ABOUT THIS TASK:
Filter the entries and keep only the lines where the string "hyak" appears.

** DATA SUPPLIED follows **

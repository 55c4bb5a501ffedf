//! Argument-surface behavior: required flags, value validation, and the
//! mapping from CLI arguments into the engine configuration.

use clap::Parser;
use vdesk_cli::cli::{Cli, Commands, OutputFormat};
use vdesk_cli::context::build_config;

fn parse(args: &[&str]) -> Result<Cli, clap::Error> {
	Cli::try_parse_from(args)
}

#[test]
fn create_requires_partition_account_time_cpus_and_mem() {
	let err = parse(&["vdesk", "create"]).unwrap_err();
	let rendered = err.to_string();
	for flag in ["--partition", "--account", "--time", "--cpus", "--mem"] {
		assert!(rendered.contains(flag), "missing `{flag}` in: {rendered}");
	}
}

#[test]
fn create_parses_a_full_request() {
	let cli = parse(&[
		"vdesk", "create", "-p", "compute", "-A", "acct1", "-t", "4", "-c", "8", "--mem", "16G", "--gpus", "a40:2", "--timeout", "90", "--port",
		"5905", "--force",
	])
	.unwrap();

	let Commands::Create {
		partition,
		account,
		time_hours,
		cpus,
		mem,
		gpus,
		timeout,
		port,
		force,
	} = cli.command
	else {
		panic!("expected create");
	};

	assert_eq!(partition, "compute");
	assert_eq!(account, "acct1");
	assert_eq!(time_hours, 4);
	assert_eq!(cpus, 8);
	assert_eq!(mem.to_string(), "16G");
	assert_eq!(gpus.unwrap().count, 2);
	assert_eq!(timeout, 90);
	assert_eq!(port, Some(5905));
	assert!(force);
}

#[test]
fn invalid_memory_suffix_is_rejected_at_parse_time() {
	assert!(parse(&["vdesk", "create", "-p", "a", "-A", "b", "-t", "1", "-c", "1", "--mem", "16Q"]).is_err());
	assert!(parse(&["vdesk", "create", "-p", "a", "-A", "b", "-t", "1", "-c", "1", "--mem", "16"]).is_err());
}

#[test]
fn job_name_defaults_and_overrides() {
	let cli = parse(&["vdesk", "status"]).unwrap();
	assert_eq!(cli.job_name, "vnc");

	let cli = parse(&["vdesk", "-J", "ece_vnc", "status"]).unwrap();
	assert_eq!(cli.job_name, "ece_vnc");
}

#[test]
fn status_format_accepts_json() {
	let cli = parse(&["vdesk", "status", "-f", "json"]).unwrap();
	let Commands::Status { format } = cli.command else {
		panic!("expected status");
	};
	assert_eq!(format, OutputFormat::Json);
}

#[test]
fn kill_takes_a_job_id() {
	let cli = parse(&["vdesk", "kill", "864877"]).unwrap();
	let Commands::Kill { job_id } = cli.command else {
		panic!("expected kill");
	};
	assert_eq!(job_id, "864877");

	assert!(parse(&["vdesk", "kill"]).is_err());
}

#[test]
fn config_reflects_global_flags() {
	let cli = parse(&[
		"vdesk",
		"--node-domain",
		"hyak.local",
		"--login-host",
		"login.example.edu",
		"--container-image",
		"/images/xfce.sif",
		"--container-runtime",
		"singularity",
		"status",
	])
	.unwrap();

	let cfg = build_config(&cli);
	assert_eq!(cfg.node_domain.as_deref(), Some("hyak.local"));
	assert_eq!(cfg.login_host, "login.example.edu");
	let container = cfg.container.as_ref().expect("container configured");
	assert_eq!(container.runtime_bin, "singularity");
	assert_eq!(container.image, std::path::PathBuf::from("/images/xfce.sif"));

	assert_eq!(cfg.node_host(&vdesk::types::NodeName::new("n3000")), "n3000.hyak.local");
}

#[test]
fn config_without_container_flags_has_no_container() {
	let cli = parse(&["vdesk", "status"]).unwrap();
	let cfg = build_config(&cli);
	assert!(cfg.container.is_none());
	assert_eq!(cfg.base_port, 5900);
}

** End of DATA SUPPLIED **

FINISHED TASK:
		"hyak.local",
	assert_eq!(cfg.node_domain.as_deref(), Some("hyak.local"));
	assert_eq!(cfg.node_host(&vdesk::types::NodeName::new("n3000")), "n3000.hyak.local");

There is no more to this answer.